The Porn Challenge: Sex, Lies, and Videos
August 7, 2007 by Ken
I stand before you today as a former porn addict. Yes, I said it. Have you caught your breath yet? And, honestly, I’m not ashamed to admit it to you now, because Jesus is in the business of healing each of us if we allow him to. That’s the key.
The journey began when I saw my first porn movie when I was 12 years old. A friend had brought it over after he found it in his parents collection. Unfortunately, this was only the beginning of me learning about sex from a perspective God never intended me to. I remember secretly being in our tv room looking through the fuzzy lines to see if I could catch a glimpse of a breast from the Playboy channel. From there, I used the internet to fuel my lust for more sex. This continued throughout my college years…
Then, I moved out to California and continued to fuel this lust as well as the pain of loneliness and insecurity with more pornography. I couldn’t stop what I was doing. But soon, I began to realize I needed help from others and God in his perfect timing put two men in my life that changed the course of my life from a downward spiral. We formed a weekly accountability group, where we met to share our struggles without judgment, pray for each other, as well as study the Bible. That lasted for 5 years - the best time of healthy intimacy in my life. God began to heal, and I began to be set free from an addiction to porn.
I was seeing some real victory in my life now, but as I let down my guard, I began to check out porn sites on the internet yet again. At times I knew I had people I could talk to about this, at other times I felt too ashamed to share this with anyone. I tried a software called x3watch which monitors what sites I’ve viewed, but I always found a way to turn it off so I could still view porn without anyone knowing what sites I was on.
But still, I was determined to not let this control me anymore so I contemplated getting rid of my computer all together but I am an internet junkie so I have tried to avoid that if there was another alternative out there. Then, I ran across K9 Web
Protection. It is a free web filter that blocks any pornographic sites from being viewed. I downloaded it, told my roommate to type in a password so I didn’t have access to it, and I have been porn free ever since. I highly recommend this software.
You won’t believe how this is not only affecting my relationship with God, but also my intimacy with others, and my view of the opposite sex. I don’t have to be enslaved to sin anymore and neither do you. Do you have a story like this? Please tell someone so that this isn’t a dirty little secret in your life anymore.
I read a blog by Tim Challies on a regular basis, and he recently shared an article in New York Magazine about the dangers of porn on men as well as on society. It’s a great read, and reinforces both the experience I have had and the healing God has done in my own life.

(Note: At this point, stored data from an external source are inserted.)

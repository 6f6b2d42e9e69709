//! Regression models
//!
//! Five off-the-shelf regressors share the `Regressor` trait so training and
//! evaluation can run over a single collection instead of five copies of the
//! same block.

mod boosting;
mod forest;
mod linear;
mod mlp;
mod tree;

use std::time::{Duration, Instant};

use anyhow::Result;
use faer::Mat;
use serde::{Deserialize, Serialize};

use super::error::PipelineError;

pub use boosting::{AdaBoostParams, AdaBoostRegressor, GradientBoostingParams, GradientBoostingRegressor};
pub use forest::{ForestParams, RandomForestRegressor};
pub use linear::LinearRegression;
pub use mlp::{MlpParams, MlpRegressor};
pub use tree::{DecisionTreeRegressor, TreeParams};

/// A model mapping a feature matrix to one prediction per row
pub trait Regressor: Send + Sync {
    fn name(&self) -> &'static str;

    fn fit(&mut self, x: &Mat<f64>, y: &[f64]) -> Result<()>;

    fn predict(&self, x: &Mat<f64>) -> Result<Vec<f64>>;

    /// Normalised impurity-based importances, for models that have them
    fn feature_importances(&self) -> Option<Vec<f64>> {
        None
    }
}

/// Reject empty or misaligned training input
pub(crate) fn check_fit_input(x: &Mat<f64>, y: &[f64]) -> Result<()> {
    if x.nrows() == 0 {
        return Err(PipelineError::EmptyTable { stage: "model fit" }.into());
    }
    if x.nrows() != y.len() {
        return Err(PipelineError::ShapeMismatch {
            context: "feature rows vs target length",
            expected: x.nrows(),
            actual: y.len(),
        }
        .into());
    }
    Ok(())
}

/// Reject prediction input whose width differs from training
pub(crate) fn check_predict_input(x: &Mat<f64>, n_features: usize) -> Result<()> {
    if x.ncols() != n_features {
        return Err(PipelineError::ShapeMismatch {
            context: "prediction feature columns",
            expected: n_features,
            actual: x.ncols(),
        }
        .into());
    }
    Ok(())
}

/// The model families trained by the pipeline
#[derive(Debug, Clone, Copy, PartialEq, Eq, Hash, Serialize, Deserialize)]
#[serde(rename_all = "snake_case")]
pub enum ModelKind {
    LinearRegression,
    RandomForest,
    Mlp,
    GradientBoosting,
    AdaBoost,
}

impl ModelKind {
    pub const ALL: [ModelKind; 5] = [
        ModelKind::LinearRegression,
        ModelKind::RandomForest,
        ModelKind::Mlp,
        ModelKind::GradientBoosting,
        ModelKind::AdaBoost,
    ];

    /// A fresh, unfitted model of this family with its default parameters
    pub fn build(&self, seed: u64) -> Box<dyn Regressor> {
        match self {
            ModelKind::LinearRegression => Box::new(LinearRegression::default()),
            ModelKind::RandomForest => Box::new(RandomForestRegressor::new(ForestParams {
                seed,
                ..Default::default()
            })),
            ModelKind::Mlp => Box::new(MlpRegressor::new(MlpParams {
                seed,
                ..Default::default()
            })),
            ModelKind::GradientBoosting => {
                Box::new(GradientBoostingRegressor::new(GradientBoostingParams {
                    seed,
                    ..Default::default()
                }))
            }
            ModelKind::AdaBoost => Box::new(AdaBoostRegressor::new(AdaBoostParams {
                seed,
                ..Default::default()
            })),
        }
    }
}

impl std::fmt::Display for ModelKind {
    fn fmt(&self, f: &mut std::fmt::Formatter<'_>) -> std::fmt::Result {
        let name = match self {
            ModelKind::LinearRegression => "Linear Regression",
            ModelKind::RandomForest => "Random Forest",
            ModelKind::Mlp => "MLP",
            ModelKind::GradientBoosting => "Gradient Boosting",
            ModelKind::AdaBoost => "AdaBoost",
        };
        write!(f, "{}", name)
    }
}

impl std::str::FromStr for ModelKind {
    type Err = String;

    fn from_str(s: &str) -> Result<Self, Self::Err> {
        match s.to_lowercase().replace('-', "_").replace(' ', "_").as_str() {
            "linear" | "linear_regression" | "ols" => Ok(ModelKind::LinearRegression),
            "random_forest" | "forest" | "rf" => Ok(ModelKind::RandomForest),
            "mlp" | "neural_network" => Ok(ModelKind::Mlp),
            "gradient_boosting" | "gbr" => Ok(ModelKind::GradientBoosting),
            "adaboost" | "ada_boost" => Ok(ModelKind::AdaBoost),
            _ => Err(format!(
                "Unknown model: '{}'. Use linear, random_forest, mlp, gradient_boosting or adaboost.",
                s
            )),
        }
    }
}

/// A fitted model and how long it took to fit
pub struct FittedModel {
    pub kind: ModelKind,
    pub model: Box<dyn Regressor>,
    pub fit_time: Duration,
}

/// Fit one model of each requested family on the same training matrix
pub fn train_models(
    x: &Mat<f64>,
    y: &[f64],
    kinds: &[ModelKind],
    seed: u64,
) -> Result<Vec<FittedModel>> {
    kinds
        .iter()
        .map(|kind| {
            let start = Instant::now();
            let mut model = kind.build(seed);
            model.fit(x, y)?;
            Ok(FittedModel {
                kind: *kind,
                model,
                fit_time: start.elapsed(),
            })
        })
        .collect()
}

http://www.challies.com/archives/articles/new-york-magazine-recently-featured.php
“The Spirit of the Lord is upon me, because he has anointed me to proclaim good news to the poor. He has sent me to proclaim liberty to the captives and recovering of sight to the blind, to set at liberty those who are oppressed, to proclaim the year of the Lord’s favor.” -Luke 4:18






funny how many similar stories there are in the world…
we have the same struggle, with the same solutions, under the same almighty God.
charlie
This doesn’t sound like a religious issue so much as an addictions issue. Is it possible that alcohol, tobacco, or some other less harmful vice will fill that void (I guess you could be addicted to god/religion too)? I don’t see what harm your pornography addiction was doing either, beyond making you feel shitty about yourself.

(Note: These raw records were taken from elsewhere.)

//! Per-section page configuration.
//!
//! Every section page shares one layout (filter bar, card grid, optional
//! pager, newsletter box); only the values below differ between them.

use crate::{newsletter::DEFAULT_THANKS, pager::PagerConfig};

/// CSS `display` value a visible card receives.
#[derive(Debug, Clone, Copy, PartialEq, Eq)]
pub enum CardDisplay {
    /// `display: flex`, horizontal cards.
    Flex,
    /// `display: block`, stacked cards.
    Block,
}

impl CardDisplay {
    /// The CSS keyword.
    pub fn as_css(self) -> &'static str {
        match self {
            Self::Flex => "flex",
            Self::Block => "block",
        }
    }
}

/// Static description of one section page.
#[derive(Debug, Clone, Copy, PartialEq, Eq)]
pub struct SectionConfig {
    /// Route segment and `Article::section` value.
    pub slug: &'static str,
    /// Page heading.
    pub title: &'static str,
    /// Line under the heading.
    pub tagline: &'static str,
    /// Id of the card grid element.
    pub container_id: &'static str,
    /// Class every card in the grid carries.
    pub card_class: &'static str,
    /// Display value of visible cards.
    pub display: CardDisplay,
    /// Newsletter confirmation text.
    pub newsletter_thanks: &'static str,
    /// Load-more pager, for sections that have one.
    pub pager: Option<PagerConfig>,
}

/// Front page; lists every article and always pages.
pub const HOME: SectionConfig = SectionConfig {
    slug: "home",
    title: "EDEN Newspaper",
    tagline: "News from the South-West region and beyond",
    container_id: "home-articles",
    card_class: "article-card",
    display: CardDisplay::Flex,
    newsletter_thanks: DEFAULT_THANKS,
    pager: Some(PagerConfig::DEFAULT),
};

/// The eight section pages in navigation order.
pub const SECTIONS: &[SectionConfig] = &[
    SectionConfig {
        slug: "news",
        title: "News",
        tagline: "Breaking stories and daily reporting",
        container_id: "news-articles",
        card_class: "article-card",
        display: CardDisplay::Flex,
        newsletter_thanks: "Thank you for subscribing! You will receive breaking news alerts.",
        pager: Some(PagerConfig::DEFAULT),
    },
    SectionConfig {
        slug: "business",
        title: "Business",
        tagline: "Markets, enterprise and the regional economy",
        container_id: "business-articles",
        card_class: "article-card",
        display: CardDisplay::Flex,
        newsletter_thanks: "Thank you for subscribing! You will receive daily business insights.",
        pager: None,
    },
    SectionConfig {
        slug: "africa",
        title: "Africa",
        tagline: "Across the continent",
        container_id: "africa-articles",
        card_class: "africa-card",
        display: CardDisplay::Block,
        newsletter_thanks: "Thank you for subscribing to our Africa newsletter!",
        pager: None,
    },
    SectionConfig {
        slug: "america",
        title: "America",
        tagline: "North and South America",
        container_id: "america-articles",
        card_class: "america-card",
        display: CardDisplay::Block,
        newsletter_thanks: "Thank you for subscribing to our America newsletter!",
        pager: None,
    },
    SectionConfig {
        slug: "asia",
        title: "Asia",
        tagline: "Asian news and developments",
        container_id: "asia-articles",
        card_class: "asia-card",
        display: CardDisplay::Block,
        newsletter_thanks: "Thank you for subscribing to our Asia newsletter! You will receive \
                            updates on Asian news and developments.",
        pager: None,
    },
    SectionConfig {
        slug: "europe",
        title: "Europe",
        tagline: "Politics and society across Europe",
        container_id: "europe-articles",
        card_class: "europe-card",
        display: CardDisplay::Block,
        newsletter_thanks: "Thank you for subscribing to our Europe newsletter!",
        pager: None,
    },
    SectionConfig {
        slug: "international",
        title: "International",
        tagline: "World affairs and diplomacy",
        container_id: "international-articles",
        card_class: "international-card",
        display: CardDisplay::Block,
        newsletter_thanks: "Thank you for subscribing to our International newsletter!",
        pager: None,
    },
    SectionConfig {
        slug: "society",
        title: "Society",
        tagline: "Culture, community and everyday life",
        container_id: "society-articles",
        card_class: "society-card",
        display: CardDisplay::Block,
        newsletter_thanks: "Thank you for subscribing to our Society newsletter!",
        pager: None,
    },
];

/// Look a section up by its route segment, case-insensitively.
pub fn find(slug: &str) -> Option<&'static SectionConfig> {
    let slug = slug.trim();
    SECTIONS.iter().find(|section| section.slug.eq_ignore_ascii_case(slug))
}

#[cfg(test)]
mod tests {
    use super::*;

    #[test]
    fn slugs_are_unique() {
        let mut slugs: Vec<_> = SECTIONS.iter().map(|s| s.slug).collect();
        slugs.sort_unstable();
        slugs.dedup();
        assert_eq!(slugs.len(), SECTIONS.len());
        assert!(!slugs.contains(&HOME.slug));
    }

    #[test]
    fn lookup_ignores_case() {
        assert_eq!(find(" Asia ").map(|s| s.card_class), Some("asia-card"));
        assert!(find("weather").is_none());
    }

    #[test]
    fn only_news_pages_among_sections() {
        let paged: Vec<_> = SECTIONS.iter().filter(|s| s.pager.is_some()).map(|s| s.slug).collect();
        assert_eq!(paged, ["news"]);
        assert_eq!(find("business").map(|s| s.display), Some(CardDisplay::Flex));
        assert_eq!(find("europe").map(|s| s.display.as_css()), Some("block"));
    }
}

All the lusts of the flesh (many much more insidious than porn, such as pride, greed, ambition, love of money, lying, hypocrisy, selfishness) never end until we are dead and given a new resurrected body. It’s a key thing to learn: you’re soul got saved, but your body isn’t saved yet.
Excellent post! It reminds me of Joseph when he was tempted by Potipher’s wife. Scripture tells us that he refused to even be with her. Running away from the scene of temptation is something Scripture teaches, and thats what you have done. Bless you my brother!
~Sidharth
Great posts guys,
Man any Christian who is having an easy walk can’t be a true Christian.Its soooo extremely hard to battle this flesh, especially if you have to work and have no choice to be among unbelievers who love their porn and their vulgar talk.Also how do you not look at an attractive woman who dresses to sexually arouse men wherever she goes?.Its sooooo hard but God won’t put us in any challenge we can’t overcome.We can do all things through Christ who strengthens us and this isn’t referring to making loads of money or prospering in this world but overcoming this world and realizing that this world is not our home and our ‘meat’ is to do the will of our Father in heaven.Mat 5:28 But I say unto you, That whosoever looketh on a woman to lust after her hath committed adultery with her already in his heart. Which Christian male isn’t guilty of that?All I can say is thank you Jesus for saving a wicked sinner like me.Your grace ONLY is sufficient to meet the requirements of God the Father and no works of my own.